Stay organized with collections
Save and categorize content based on your preferences.
Friday, April 11, 2008
Google is constantly trying new ideas to improve our coverage of the web. We already do some
pretty smart things like scanning JavaScript and Flash to discover links to new web pages, and
today, we would like to talk about another new technology we've started experimenting with
recently.
In the past few months we have been exploring some HTML forms to try to discover new web pages and
RLs that we otherwise couldn't find and index for users who search on Google. Specifically, when
we encounter a <form> element on a high-quality site, we might choose to do a
small number of queries using the form. For text boxes, our computers automatically choose words
from the site that has the form; for
select menus, check boxes, and radio buttons on the form, we choose from among the values of
the HTML. Having chosen the values for each input, we generate and then try to crawl URLs that
correspond to a possible query a user may have made. If we ascertain that the web page resulting
from our query is valid, interesting, and includes content not in our index, we may include it
in our index much as we would include any other web page.

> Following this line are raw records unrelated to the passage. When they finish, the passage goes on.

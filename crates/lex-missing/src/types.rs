//! Result container shared by the analyzers and renderers.

use crate::analysis::PresenceMatrix;
use polars::prelude::*;
use serde::{Deserialize, Serialize};

// ============================================================================
// Intermediate Result
// ============================================================================

/// Which analyzer produced an [`Intermediate`].
///
/// Renderers branch on this to pick a chart type; analyzers never read it.
#[derive(Debug, Clone, Copy, PartialEq, Eq, Hash, Serialize, Deserialize)]
#[serde(rename_all = "snake_case")]
pub enum IntermediateKind {
    /// Whole-table presence matrix and row densities.
    Spectrum,
    /// Impact of one column's missingness on every other column.
    Impact,
    /// Impact of one column's missingness on one other column.
    ImpactPair,
}

impl IntermediateKind {
    pub fn display_name(&self) -> &'static str {
        match self {
            Self::Spectrum => "Missing Spectrum",
            Self::Impact => "Missing Impact",
            Self::ImpactPair => "Missing Impact (pair)",
        }
    }
}

/// Kind-specific computed data.
#[derive(Debug, Clone)]
pub enum Payload {
    Spectrum {
        /// Presence matrix, truncated to the requested caps.
        distribution: PresenceMatrix,
        /// Per-row fraction of present cells over the full table.
        density: Vec<f64>,
        /// Per-column fraction of missing rows over the full table.
        column_missing_rates: Vec<f64>,
    },
    Impact {
        /// Rows of the (possibly narrowed) table where the designated column is present.
        dropped: DataFrame,
        /// Remaining columns to characterize, in table order.
        columns: Vec<String>,
    },
}

/// The table and arguments that produced an [`Intermediate`].
#[derive(Debug, Clone)]
pub struct Source {
    pub df: DataFrame,
    pub x: Option<String>,
    pub y: Option<String>,
    pub num_bins: Option<usize>,
    pub num_rows: Option<usize>,
    pub num_cols: Option<usize>,
}

impl Source {
    pub(crate) fn new(df: &DataFrame) -> Self {
        Self {
            df: df.clone(),
            x: None,
            y: None,
            num_bins: None,
            num_rows: None,
            num_cols: None,
        }
    }
}

/// Computed-but-not-rendered statistics from one analyzer call.
///
/// Immutable once returned: fields are only reachable through accessors.
#[derive(Debug, Clone)]
pub struct Intermediate {
    payload: Payload,
    source: Source,
    kind: IntermediateKind,
}

impl Intermediate {
    pub(crate) fn new(payload: Payload, source: Source, kind: IntermediateKind) -> Self {
        Self {
            payload,
            source,
            kind,
        }
    }

    pub fn payload(&self) -> &Payload {
        &self.payload
    }

    pub fn source(&self) -> &Source {
        &self.source
    }

    pub fn kind(&self) -> IntermediateKind {
        self.kind
    }

    /// Filtered table and remaining column names, for impact results.
    pub fn impact(&self) -> Option<(&DataFrame, &[String])> {
        match &self.payload {
            Payload::Impact { dropped, columns } => Some((dropped, columns.as_slice())),
            Payload::Spectrum { .. } => None,
        }
    }

    /// Presence matrix and row densities, for spectrum results.
    pub fn spectrum(&self) -> Option<(&PresenceMatrix, &[f64])> {
        match &self.payload {
            Payload::Spectrum {
                distribution,
                density,
                ..
            } => Some((distribution, density.as_slice())),
            Payload::Impact { .. } => None,
        }
    }

    /// Serializable overview of this result.
    pub fn summary(&self) -> IntermediateSummary {
        let (payload_shape, columns) = match &self.payload {
            Payload::Spectrum { distribution, .. } => (
                distribution.shape(),
                distribution.column_names().to_vec(),
            ),
            Payload::Impact { dropped, columns } => {
                ((dropped.width(), dropped.height()), columns.clone())
            }
        };

        IntermediateSummary {
            kind: self.kind,
            source_shape: (self.source.df.width(), self.source.df.height()),
            payload_shape,
            columns,
            x: self.source.x.clone(),
            y: self.source.y.clone(),
            num_bins: self.source.num_bins,
            num_rows: self.source.num_rows,
            num_cols: self.source.num_cols,
        }
    }
}

/// Overview of an [`Intermediate`] for logs and JSON output.
///
/// Shapes are reported as (columns, rows).
#[derive(Debug, Clone, PartialEq, Serialize, Deserialize)]
pub struct IntermediateSummary {
    pub kind: IntermediateKind,
    pub source_shape: (usize, usize),
    pub payload_shape: (usize, usize),
    pub columns: Vec<String>,
    #[serde(skip_serializing_if = "Option::is_none")]
    pub x: Option<String>,
    #[serde(skip_serializing_if = "Option::is_none")]
    pub y: Option<String>,
    #[serde(skip_serializing_if = "Option::is_none")]
    pub num_bins: Option<usize>,
    #[serde(skip_serializing_if = "Option::is_none")]
    pub num_rows: Option<usize>,
    #[serde(skip_serializing_if = "Option::is_none")]
    pub num_cols: Option<usize>,
}

// ============================================================================
// Tests
// ============================================================================
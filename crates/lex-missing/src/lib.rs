//! Missing-Value Analysis Library
//!
//! Locate and characterize missing values in tabular datasets, built with
//! Rust and Polars.
//!
//! # Overview
//!
//! Three views answer three questions about a table:
//!
//! - **Missing Spectrum**: where are the missing cells, and how dense is each
//!   row in present values? ([`compute_missing_spectrum`])
//! - **Missing Impact**: how does dropping the rows missing in one column
//!   change the distribution of every other column? ([`compute_missing_impact`])
//! - **Missing Impact (pair)**: the same, for one specific other column
//!   ([`compute_missing_impact_pair`])
//!
//! A cell is missing when it is null, or NaN in a float column.
//!
//! # Quick Start
//!
//! ```rust,ignore
//! use lex_missing::plot_missing;
//! use polars::prelude::*;
//!
//! let df = CsvReadOptions::default()
//!     .with_has_header(true)
//!     .try_into_reader_with_file_path(Some("data.csv".into()))?
//!     .finish()?;
//!
//! // Whole-table spectrum, heatmap capped to the first 100 rows
//! let output = plot_missing(&df, None, None, Some(100), None, false)?;
//!
//! // Impact of "age" on every other column, with the intermediate result
//! let output = plot_missing(&df, Some("age"), None, None, None, true)?;
//! let (figure, intermediate) = output.into_parts();
//! println!("{}", serde_json::to_string_pretty(&figure)?);
//! ```
//!
//! # Customization
//!
//! [`MissingPlotter`] accepts a custom [`ColumnClassifier`] (the type gate),
//! a custom [`MissingRenderer`], and a [`RenderConfig`]:
//!
//! ```rust,ignore
//! use lex_missing::{MissingPlotter, MissingRequest, RenderConfig};
//!
//! let plotter = MissingPlotter::builder()
//!     .render_config(RenderConfig::builder().height(500).alpha(0.5).build()?)
//!     .build()?;
//!
//! let request = MissingRequest::from_args(Some("age"), Some("income"), None, None)?
//!     .with_num_bins(20)?;
//! let output = plotter.plot(&df, &request, false)?;
//! ```

pub mod analysis;
pub mod classifier;
pub mod config;
pub mod dispatch;
pub mod error;
mod parallel;
pub mod render;
pub mod types;
pub mod utils;

// Re-exports for convenient access
pub use analysis::{
    DEFAULT_NUM_BINS, MAX_NUM_BINS, PresenceMatrix, compute_missing_impact,
    compute_missing_impact_pair, compute_missing_spectrum,
};
pub use classifier::{ColumnClassifier, ColumnType, DtypeClassifier, validate_column_types};
pub use config::{ConfigValidationError, LegendPosition, RenderConfig, RenderConfigBuilder};
pub use dispatch::{MissingPlotter, MissingPlotterBuilder, MissingRequest, PlotOutput, plot_missing};
pub use error::{MissingError, Result as MissingResult, ResultExt};
pub use render::{Chart, ChartRenderer, Figure, MissingRenderer, NamedSeries, Plot, Tab};
pub use types::{Intermediate, IntermediateKind, IntermediateSummary, Payload, Source};
pub use utils::missing_mask;
//! Presence matrix: one missing flag per (column, row) cell.

use crate::parallel::rayon_pool;
use crate::utils::missing_mask;
use polars::prelude::*;
use rayon::prelude::*;
use serde::Serialize;

/// Boolean matrix of logical shape (columns × rows); a cell is `true` when
/// the value is missing.
///
/// Cells are stored row-major, so each row's flags form one contiguous slice
/// that a density task can read on its own.
#[derive(Debug, Clone, PartialEq, Serialize)]
pub struct PresenceMatrix {
    column_names: Vec<String>,
    n_rows: usize,
    cells: Vec<bool>,
}

impl PresenceMatrix {
    /// Build the full matrix for `df`.
    pub fn from_dataframe(df: &DataFrame) -> PolarsResult<Self> {
        let column_names: Vec<String> = df
            .get_column_names()
            .iter()
            .map(|name| name.to_string())
            .collect();
        let n_rows = df.height();
        let n_cols = column_names.len();

        let masks = df
            .get_columns()
            .iter()
            .map(missing_mask)
            .collect::<PolarsResult<Vec<_>>>()?;

        let mut cells = vec![false; n_rows * n_cols];
        for (c, mask) in masks.iter().enumerate() {
            for (r, &missing) in mask.iter().enumerate() {
                cells[r * n_cols + c] = missing;
            }
        }

        Ok(Self {
            column_names,
            n_rows,
            cells,
        })
    }

    pub fn n_columns(&self) -> usize {
        self.column_names.len()
    }

    pub fn n_rows(&self) -> usize {
        self.n_rows
    }

    /// Shape as (columns, rows).
    pub fn shape(&self) -> (usize, usize) {
        (self.n_columns(), self.n_rows)
    }

    pub fn is_empty(&self) -> bool {
        self.cells.is_empty()
    }

    pub fn column_names(&self) -> &[String] {
        &self.column_names
    }

    /// Whether the cell at (`column`, `row`) is missing. Out-of-range positions return `None`.
    pub fn is_missing(&self, column: usize, row: usize) -> Option<bool> {
        if column >= self.n_columns() || row >= self.n_rows {
            return None;
        }
        Some(self.cells[row * self.n_columns() + column])
    }

    /// Missing flags of one row, in column order. Out-of-range rows return `None`.
    pub fn row(&self, row: usize) -> Option<&[bool]> {
        if row >= self.n_rows {
            return None;
        }
        let width = self.n_columns();
        self.cells.get(row * width..(row + 1) * width)
    }

    /// Fraction of present cells per row, in row order.
    ///
    /// Rows are processed independently on the crate pool; the indexed collect
    /// keeps the output aligned with row indices. A table without columns has
    /// no present cells, so every row scores 0.0.
    pub fn row_densities(&self) -> Vec<f64> {
        let width = self.n_columns();
        if width == 0 {
            return vec![0.0; self.n_rows];
        }

        match rayon_pool() {
            Some(pool) => pool.install(|| {
                self.cells
                    .par_chunks(width)
                    .map(row_density)
                    .collect()
            }),
            None => self.row_densities_sequential(),
        }
    }

    /// Sequential variant of [`Self::row_densities`].
    pub fn row_densities_sequential(&self) -> Vec<f64> {
        let width = self.n_columns();
        if width == 0 {
            return vec![0.0; self.n_rows];
        }
        self.cells.chunks(width).map(row_density).collect()
    }

    /// Fraction of missing rows per column, in column order. Empty tables score 0.0.
    pub fn column_missing_rates(&self) -> Vec<f64> {
        let width = self.n_columns();
        if self.n_rows == 0 || width == 0 {
            return vec![0.0; width];
        }

        let mut counts = vec![0usize; width];
        for row in self.cells.chunks(width) {
            for (count, &missing) in counts.iter_mut().zip(row) {
                if missing {
                    *count += 1;
                }
            }
        }

        counts
            .into_iter()
            .map(|count| count as f64 / self.n_rows as f64)
            .collect()
    }

    /// Keep at most the first `num_cols` columns and `num_rows` rows.
    ///
    /// Caps larger than the matrix clamp to its bounds; `None` keeps the full extent.
    pub fn truncate(&self, num_rows: Option<usize>, num_cols: Option<usize>) -> Self {
        let width = self.n_columns();
        let keep_cols = num_cols.map_or(width, |n| n.min(width));
        let keep_rows = num_rows.map_or(self.n_rows, |n| n.min(self.n_rows));

        if keep_cols == width && keep_rows == self.n_rows {
            return self.clone();
        }

        let mut cells = Vec::with_capacity(keep_rows * keep_cols);
        if width > 0 {
            for row in self.cells.chunks(width).take(keep_rows) {
                cells.extend_from_slice(&row[..keep_cols]);
            }
        }

        Self {
            column_names: self.column_names[..keep_cols].to_vec(),
            n_rows: keep_rows,
            cells,
        }
    }

    /// 0/1 indicator matrix with one inner vector per column.
    pub fn to_indicator_rows(&self) -> Vec<Vec<u8>> {
        (0..self.n_columns())
            .map(|c| {
                (0..self.n_rows)
                    .map(|r| u8::from(self.cells[r * self.n_columns() + c]))
                    .collect()
            })
            .collect()
    }
}

fn row_density(row: &[bool]) -> f64 {
    let missing = row.iter().filter(|&&m| m).count();
    1.0 - missing as f64 / row.len() as f64
}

Needless to say, this experiment follows good Internet citizenry practices. Only a small number of
particularly useful sites receive this treatment, and our crawl agent, the
ever-friendly Googlebot,
always adheres to robots.txt, nofollow, and noindex rules. That means that if a search
form is forbidden in robots.txt, we won't crawl any of the URLs that a form would generate.
Similarly, we only retrieve GET forms and avoid forms that require any kind of user
information. For example, we omit any forms that have a password input or that use terms commonly
associated with personal information such as logins, userids, contacts, etc. We are also mindful
of the impact we can have on web sites and limit ourselves to a very small number of fetches for a
given site.
The web pages we discover in our enhanced crawl do not come at the expense of regular web pages that
are already part of the crawl, so this change doesn't reduce PageRank for your other pages. As
such it should only increase the exposure of your site in Google. This change also does not
affect the crawling, ranking, or selection of other web pages in any significant way.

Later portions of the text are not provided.